# [Problem]
In the entries, find all lines that hold the word "reqwest" and copy them.

(Task inputs begins)

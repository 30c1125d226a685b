//! Script layout detection.
//!
//! A compiled script opens with three regions, each introduced by an
//! unconditional jump over it followed by a one-byte marker:
//!
//! ```text
//! goto <models>   marker   global variable storage ...
//! goto <missions> marker   model count, 24-byte model names ...
//! goto <main>     marker   missions start, allocated size, mission count, mission starts ...
//! main code ...
//! mission code ...
//! ```
//!
//! Detection runs once at load time and either yields a complete
//! [`RegionMap`] or fails with [`VMError::InvalidScriptStructure`].

use crate::virtual_machine::decoder::{Decoder, Operand};
use crate::virtual_machine::errors::VMError;
use crate::virtual_machine::isa::{BuiltinOpcode, OPCODE_LEN};
use crate::virtual_machine::memory::Memory;
use crate::virtual_machine::registry::OpcodeRegistry;
use std::fmt;
use std::ops::{Range, RangeInclusive};
use std::str::FromStr;

/// Width of one model name record.
pub const MODEL_NAME_LEN: usize = 24;

/// Script format family; selects the region marker bytes.
#[derive(Clone, Copy, Debug, Default, PartialEq, Eq)]
pub enum GameVariant {
    #[default]
    ViceCity,
    SanAndreas,
}

impl GameVariant {
    /// Marker bytes of the memory, models and missions regions.
    pub const fn markers(&self) -> [u8; 3] {
        match self {
            GameVariant::ViceCity => [0x6d, 0x00, 0x00],
            GameVariant::SanAndreas => [0x73, 0x00, 0x01],
        }
    }

    pub const fn name(&self) -> &'static str {
        match self {
            GameVariant::ViceCity => "vc",
            GameVariant::SanAndreas => "sa",
        }
    }
}

impl fmt::Display for GameVariant {
    fn fmt(&self, f: &mut fmt::Formatter<'_>) -> fmt::Result {
        f.write_str(self.name())
    }
}

impl FromStr for GameVariant {
    type Err = String;

    fn from_str(s: &str) -> Result<Self, Self::Err> {
        match s {
            "vc" => Ok(GameVariant::ViceCity),
            "sa" => Ok(GameVariant::SanAndreas),
            other => Err(format!("unknown game '{}' (expected vc or sa)", other)),
        }
    }
}

/// Region boundaries and tables found at load time.
#[derive(Clone, Debug, PartialEq, Eq)]
pub struct RegionMap {
    pub memory: Range<usize>,
    pub models: Range<usize>,
    pub mission_table: Range<usize>,
    pub main_code: Range<usize>,
    pub mission_code: Range<usize>,
    /// Model names; the name at index `i` belongs to model id `-i`.
    pub model_names: Vec<String>,
    /// Address range of each mission, indexed by mission id.
    pub missions: Vec<RangeInclusive<usize>>,
    /// Advisory header values of the mission table.
    pub missions_start: i32,
    pub allocated_memory: i32,
}

impl RegionMap {
    pub fn mission(&self, id: usize) -> Option<&RangeInclusive<usize>> {
        self.missions.get(id)
    }

    pub fn mission_containing(&self, address: usize) -> Option<&RangeInclusive<usize>> {
        self.missions.iter().find(|r| r.contains(&address))
    }

    pub fn model_name(&self, id: i32) -> Option<&str> {
        if id > 0 {
            return None;
        }
        self.model_names
            .get(id.unsigned_abs() as usize)
            .map(String::as_str)
    }

    /// Resolves a jump target found at `source`.
    ///
    /// Negative targets are relative to the start of the mission containing
    /// the source address.
    pub fn resolve_target(&self, source: usize, target: i32) -> Result<usize, VMError> {
        if target >= 0 {
            return Ok(target as usize);
        }
        self.mission_containing(source)
            .map(|mission| mission.start() + target.unsigned_abs() as usize)
            .ok_or(VMError::InvalidJumpTarget {
                target: target as i64,
                source_address: source,
            })
    }
}

fn invalid(reason: String) -> VMError {
    VMError::InvalidScriptStructure { reason }
}

/// Locates the three leading regions and parses the model and mission tables.
pub fn detect(
    memory: &Memory,
    registry: &OpcodeRegistry,
    variant: GameVariant,
) -> Result<RegionMap, VMError> {
    detect_regions(memory, registry, variant).map_err(|e| match e {
        VMError::InvalidScriptStructure { .. } => e,
        other => invalid(other.to_string()),
    })
}

fn detect_regions(
    memory: &Memory,
    registry: &OpcodeRegistry,
    variant: GameVariant,
) -> Result<RegionMap, VMError> {
    const NAMES: [&str; 3] = ["memory", "models", "missions"];
    let goto = BuiltinOpcode::Goto.id();
    let decoder = Decoder::new(memory, registry);
    let size = memory.size();

    let mut regions: [Range<usize>; 3] = [0..0, 0..0, 0..0];
    let mut offset = 0;
    for (index, (marker, name)) in variant.markers().into_iter().zip(NAMES).enumerate() {
        let jump = decoder.decode_at(offset)?;
        if jump.instruction.opcode != goto {
            return Err(invalid(format!(
                "expected jump before {} region at {}, found {}",
                name, offset, jump.instruction.opcode
            )));
        }
        let marker_at = jump.instruction.next_address();
        let found = memory.read_u8(marker_at)?;
        if found != marker {
            return Err(invalid(format!(
                "{} marker at {}: expected 0x{:02x}, found 0x{:02x}",
                name, marker_at, marker, found
            )));
        }
        let target = match jump.instruction.args.first().map(|a| a.operand()) {
            Some(Operand::Int(t)) => t,
            _ => return Err(invalid(format!("{} jump has no address", name))),
        };
        let end = usize::try_from(target)
            .ok()
            .filter(|&end| end > marker_at && end <= size)
            .ok_or_else(|| invalid(format!("{} region ends at invalid address {}", name, target)))?;
        let last = index == NAMES.len() - 1;
        if !last && memory.read(end, OPCODE_LEN).ok() != Some(&goto.to_le_bytes(false)[..]) {
            return Err(invalid(format!(
                "{} region end {} does not start with a jump",
                name, end
            )));
        }
        regions[index] = marker_at + 1..end;
        offset = end;
    }
    let [memory_region, models, mission_table] = regions;

    let model_names = read_models(memory, &models)?;

    let base = mission_table.start;
    let missions_start = memory.read_i32(base)?;
    let allocated_memory = memory.read_i32(base + 4)?;
    let count = usize::try_from(memory.read_i32(base + 8)?)
        .map_err(|_| invalid("negative mission count".into()))?;
    let table_end = count
        .checked_mul(4)
        .and_then(|n| n.checked_add(base + 12))
        .filter(|&end| end <= mission_table.end)
        .ok_or_else(|| invalid(format!("mission table of {} entries overflows region", count)))?;
    let starts = (0..count)
        .map(|i| {
            let start = memory.read_i32(base + 12 + i * 4)?;
            usize::try_from(start)
                .ok()
                .filter(|&s| s >= table_end && s < size)
                .ok_or_else(|| invalid(format!("mission {} starts at invalid address {}", i, start)))
        })
        .collect::<Result<Vec<usize>, VMError>>()?;

    let missions = mission_ranges(&starts, size);
    let first_mission = starts.iter().copied().min().unwrap_or(size);

    Ok(RegionMap {
        memory: memory_region,
        models,
        mission_table,
        main_code: table_end..first_mission,
        mission_code: first_mission..size,
        model_names,
        missions,
        missions_start,
        allocated_memory,
    })
}

fn read_models(memory: &Memory, region: &Range<usize>) -> Result<Vec<String>, VMError> {
    let count = usize::try_from(memory.read_i32(region.start)?)
        .map_err(|_| invalid("negative model count".into()))?;
    let first = region.start + 4;
    count
        .checked_mul(MODEL_NAME_LEN)
        .and_then(|n| n.checked_add(first))
        .filter(|&end| end <= region.end)
        .ok_or_else(|| invalid(format!("model table of {} entries overflows region", count)))?;
    (0..count)
        .map(|i| {
            let raw = memory.read(first + i * MODEL_NAME_LEN, MODEL_NAME_LEN)?;
            let len = raw.iter().position(|&b| b == 0).unwrap_or(raw.len());
            Ok(String::from_utf8_lossy(&raw[..len]).into_owned())
        })
        .collect()
}

/// Each mission runs up to the next higher start; the last to the end of memory.
fn mission_ranges(starts: &[usize], size: usize) -> Vec<RangeInclusive<usize>> {
    let mut sorted = starts.to_vec();
    sorted.sort_unstable();
    sorted.dedup();
    starts
        .iter()
        .map(|&start| {
            let next = sorted
                .iter()
                .copied()
                .find(|&s| s > start)
                .unwrap_or(size);
            start..=next - 1
        })
        .collect()
}

#[cfg(test)]
mod tests {
    use super::*;
    use crate::utils::test_utils::utils::{ScriptBuilder, layout};

    fn detect_blob(blob: Vec<u8>, variant: GameVariant) -> Result<RegionMap, VMError> {
        let memory = Memory::new(blob);
        let registry = OpcodeRegistry::builtin().unwrap();
        detect(&memory, &registry, variant)
    }

    fn sample(variant: GameVariant) -> ScriptBuilder {
        let mut b = layout(variant, 16, &["", "cop", "taxi"], &["m0", "m1"]);
        b.op(0x0001).int8(0);
        b.label("m0").op(0x004E);
        b.label("m1").op(0x004E);
        b
    }

    #[test]
    fn detects_vice_city_layout() {
        let b = sample(GameVariant::ViceCity);
        let size = b.position();
        let map = detect_blob(b.build(), GameVariant::ViceCity).unwrap();

        assert_eq!(map.memory, 8..24);
        assert_eq!(map.models.start, 24 + 8);
        assert_eq!(map.model_names, vec!["", "cop", "taxi"]);
        assert_eq!(map.model_name(-2), Some("taxi"));
        assert_eq!(map.model_name(1), None);

        let main = b.address("main");
        assert_eq!(map.main_code, main..b.address("m0"));
        assert_eq!(map.mission_code, b.address("m0")..size);
        assert_eq!(
            map.missions,
            vec![
                b.address("m0")..=b.address("m1") - 1,
                b.address("m1")..=size - 1
            ]
        );
    }

    #[test]
    fn boundaries_increase_monotonically() {
        let map = detect_blob(sample(GameVariant::ViceCity).build(), GameVariant::ViceCity).unwrap();
        assert!(map.memory.end <= map.models.start);
        assert!(map.models.end <= map.mission_table.start);
        assert!(map.mission_table.end <= map.main_code.start);
        assert!(map.main_code.end <= map.mission_code.start);
    }

    #[test]
    fn san_andreas_markers() {
        let blob = sample(GameVariant::SanAndreas).build();
        assert!(detect_blob(blob.clone(), GameVariant::SanAndreas).is_ok());
        assert!(matches!(
            detect_blob(blob, GameVariant::ViceCity),
            Err(VMError::InvalidScriptStructure { .. })
        ));
    }

    #[test]
    fn corrupted_second_marker_fails() {
        let b = sample(GameVariant::ViceCity);
        let mut blob = b.build();
        let second_marker = b.address("__models") + 7;
        blob[second_marker] = 0x42;
        let err = detect_blob(blob, GameVariant::ViceCity).unwrap_err();
        assert!(matches!(err, VMError::InvalidScriptStructure { ref reason } if reason.contains("models")));
    }

    #[test]
    fn region_must_end_at_a_jump() {
        let b = sample(GameVariant::ViceCity);
        let mut blob = b.build();
        blob[b.address("__models")] = 0x01;
        assert!(matches!(
            detect_blob(blob, GameVariant::ViceCity),
            Err(VMError::InvalidScriptStructure { .. })
        ));
    }

    #[test]
    fn truncated_blob_is_a_structure_error() {
        let mut blob = sample(GameVariant::ViceCity).build();
        blob.truncate(10);
        assert!(matches!(
            detect_blob(blob, GameVariant::ViceCity),
            Err(VMError::InvalidScriptStructure { .. })
        ));
    }

    #[test]
    fn mission_ranges_partition_the_tail() {
        assert_eq!(
            mission_ranges(&[100, 250, 400], 1000),
            vec![100..=249, 250..=399, 400..=999]
        );
        assert_eq!(
            mission_ranges(&[400, 100, 250], 1000),
            vec![400..=999, 100..=249, 250..=399]
        );
    }

    #[test]
    fn no_missions_leaves_main_to_end() {
        let mut b = layout(GameVariant::ViceCity, 4, &[], &[]);
        b.op(0x004E);
        let size = b.position();
        let map = detect_blob(b.build(), GameVariant::ViceCity).unwrap();
        assert_eq!(map.main_code.end, size);
        assert!(map.mission_code.is_empty());
        assert!(map.missions.is_empty());
    }

    #[test]
    fn negative_targets_resolve_inside_missions() {
        let b = sample(GameVariant::ViceCity);
        let map = detect_blob(b.build(), GameVariant::ViceCity).unwrap();
        let m1 = b.address("m1");
        assert_eq!(map.resolve_target(m1, -2).unwrap(), m1 + 2);
        assert_eq!(map.resolve_target(m1, 30).unwrap(), 30);
        assert!(matches!(
            map.resolve_target(b.address("main"), -2),
            Err(VMError::InvalidJumpTarget { .. })
        ));
    }

    #[test]
    fn variant_parses_from_short_name() {
        assert_eq!("sa".parse::<GameVariant>().unwrap(), GameVariant::SanAndreas);
        assert_eq!(GameVariant::ViceCity.to_string(), "vc");
        assert!("iii".parse::<GameVariant>().is_err());
    }
}
//! メインアプリケーションコンポーネント

use leptos::prelude::*;
use lifeline_admin_common::{
    Category, Contact, GalleryPhoto, Location, MemoryStores, PersonDetail, PressRelease, Resource,
    ResourceKind, SlideImage, Video,
};

use crate::api::FetchService;
use crate::components::{
    header::Header, resource_page::resource_page, settings_panel::SettingsPanel,
};
use crate::settings::{self, Backend};

/// ページに渡す通信先
#[derive(Clone)]
struct Source {
    backend: Backend,
    api_root: String,
    stores: MemoryStores,
}

impl Source {
    fn page<R: Resource>(&self) -> AnyView {
        match self.backend {
            Backend::Http => resource_page::<R, _, _>(
                FetchService::<R>::new(self.api_root.clone()),
                FetchService::<Category>::new(self.api_root.clone()),
            )
            .into_any(),
            Backend::Memory => {
                resource_page::<R, _, _>(self.stores.store::<R>(), self.stores.store::<Category>())
                    .into_any()
            }
        }
    }
}

/// 選択中のリソースのページ
///
/// タブか接続先が変わるたびに作り直し、初回読み込みからやり直す。
fn resource_view(kind: ResourceKind, source: &Source) -> AnyView {
    match kind {
        ResourceKind::Video => source.page::<Video>(),
        ResourceKind::Gallery => source.page::<GalleryPhoto>(),
        ResourceKind::Category => source.page::<Category>(),
        ResourceKind::Contact => source.page::<Contact>(),
        ResourceKind::Location => source.page::<Location>(),
        ResourceKind::PersonDetail => source.page::<PersonDetail>(),
        ResourceKind::PressRelease => source.page::<PressRelease>(),
        ResourceKind::SlideImage => source.page::<SlideImage>(),
    }
}

#[component]
pub fn App() -> impl IntoView {
    let active = RwSignal::new(ResourceKind::Video);
    let api_root = RwSignal::new(settings::load_api_root());
    let backend = RwSignal::new(settings::load_backend());
    // タブを切り替えてもブラウザ内ストアの内容は残す
    let stores = MemoryStores::new();

    let current = move || {
        let source = Source {
            backend: backend.get(),
            api_root: api_root.get(),
            stores: stores.clone(),
        };
        resource_view(active.get(), &source)
    };

    view! {
        <div class="container">
            <Header active=active />
            <SettingsPanel api_root=api_root backend=backend />
            <main>{current}</main>
        </div>
    }
}
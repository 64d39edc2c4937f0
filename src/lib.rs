//! Lifeline Admin CLI
//!
//! 管理ダッシュボードの各リソース（動画、ギャラリー、カテゴリ、問い合わせ、
//! 所在地、連絡先、プレスリリース、スライド画像）を端末から操作する。

pub mod backend;
pub mod cli;
pub mod commands;
pub mod config;
pub mod console;
pub mod error;
pub mod files;
pub mod http;
pub mod interactive;
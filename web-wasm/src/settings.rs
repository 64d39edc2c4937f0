//! 接続先設定の保存（localStorage）

use gloo::storage::{LocalStorage, Storage};
use lifeline_admin_common::service::DEFAULT_API_ROOT;

const API_ROOT_KEY: &str = "lifeline-admin.api-root";
const BACKEND_KEY: &str = "lifeline-admin.backend";

/// データの取得先
#[derive(Debug, Clone, Copy, Default, PartialEq, Eq)]
pub enum Backend {
    /// 実際のAPI
    #[default]
    Http,
    /// ブラウザ内のストア（ページを再読み込みすると消える）
    Memory,
}

impl Backend {
    pub const ALL: [Backend; 2] = [Backend::Http, Backend::Memory];

    pub fn as_str(&self) -> &'static str {
        match self {
            Backend::Http => "http",
            Backend::Memory => "memory",
        }
    }

    pub fn label(&self) -> &'static str {
        match self {
            Backend::Http => "API",
            Backend::Memory => "ブラウザ内ストア",
        }
    }

    pub fn parse(value: &str) -> Option<Self> {
        Self::ALL.into_iter().find(|b| b.as_str() == value.trim())
    }
}

pub fn load_backend() -> Backend {
    LocalStorage::get::<String>(BACKEND_KEY)
        .ok()
        .and_then(|value| Backend::parse(&value))
        .unwrap_or_default()
}

pub fn save_backend(backend: Backend) -> Result<(), String> {
    LocalStorage::set(BACKEND_KEY, backend.as_str()).map_err(|e| format!("保存失敗: {}", e))
}

/// ビルド時に `LIFELINE_API_ROOT` が与えられていればそれを既定値にする
pub fn default_api_root() -> &'static str {
    option_env!("LIFELINE_API_ROOT").unwrap_or(DEFAULT_API_ROOT)
}

/// 保存済みの値、なければ既定値
pub fn load_api_root() -> String {
    LocalStorage::get::<String>(API_ROOT_KEY)
        .ok()
        .map(|root| normalize_api_root(&root))
        .filter(|root| !root.is_empty())
        .unwrap_or_else(|| normalize_api_root(default_api_root()))
}

pub fn save_api_root(api_root: &str) -> Result<String, String> {
    let root = normalize_api_root(api_root);
    if !(root.starts_with("http://") || root.starts_with("https://")) {
        return Err("APIルートは http:// または https:// で始めてください".to_string());
    }
    LocalStorage::set(API_ROOT_KEY, &root).map_err(|e| format!("保存失敗: {}", e))?;
    Ok(root)
}

pub fn clear_api_root() {
    LocalStorage::delete(API_ROOT_KEY);
}

fn normalize_api_root(root: &str) -> String {
    root.trim().trim_end_matches('/').to_string()
}
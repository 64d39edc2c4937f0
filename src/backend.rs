//! バックエンド選択
//!
//! `--backend http` は実際のAPI、`--backend memory` はプロセス内ストア。

use std::sync::Arc;

use clap::ValueEnum;
use lifeline_admin_common::{
    InMemoryStore, MemoryStores, Payload, Resource, ResourceService, Result,
};
use serde_json::Value;

use crate::http::HttpService;

#[derive(Clone, Copy, Debug, Default, PartialEq, Eq, ValueEnum)]
pub enum BackendKind {
    #[default]
    Http,
    Memory,
}

/// 選択済みのバックエンド
#[derive(Clone)]
pub struct Backend {
    kind: BackendKind,
    client: reqwest::Client,
    api_root: String,
    stores: MemoryStores,
}

impl Backend {
    pub fn new(kind: BackendKind, api_root: impl Into<String>) -> Self {
        Self {
            kind,
            client: reqwest::Client::new(),
            api_root: api_root.into(),
            stores: MemoryStores::new(),
        }
    }

    pub fn kind(&self) -> BackendKind {
        self.kind
    }

    pub fn api_root(&self) -> &str {
        &self.api_root
    }

    pub fn service<R: Resource>(&self) -> AnyService<R> {
        match self.kind {
            BackendKind::Http => {
                AnyService::Http(HttpService::with_client(self.client.clone(), &self.api_root))
            }
            BackendKind::Memory => AnyService::Memory(self.stores.store::<R>()),
        }
    }
}

/// 実行時に選ぶサービス
pub enum AnyService<R> {
    Http(HttpService<R>),
    Memory(Arc<InMemoryStore<R>>),
}

impl<R: Resource> ResourceService<R> for AnyService<R> {
    async fn list(&self) -> Result<Vec<R>> {
        match self {
            AnyService::Http(s) => s.list().await,
            AnyService::Memory(s) => s.list().await,
        }
    }

    async fn get(&self, id: &str) -> Result<R> {
        match self {
            AnyService::Http(s) => s.get(id).await,
            AnyService::Memory(s) => s.get(id).await,
        }
    }

    async fn create(&self, payload: Payload) -> Result<Value> {
        match self {
            AnyService::Http(s) => s.create(payload).await,
            AnyService::Memory(s) => s.create(payload).await,
        }
    }

    async fn update(&self, id: &str, payload: Payload) -> Result<Value> {
        match self {
            AnyService::Http(s) => s.update(id, payload).await,
            AnyService::Memory(s) => s.update(id, payload).await,
        }
    }

    async fn delete(&self, id: &str) -> Result<Value> {
        match self {
            AnyService::Http(s) => s.delete(id).await,
            AnyService::Memory(s) => s.delete(id).await,
        }
    }
}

(Task inputs ends)

# [Completed task]
    client: reqwest::Client,
            client: reqwest::Client::new(),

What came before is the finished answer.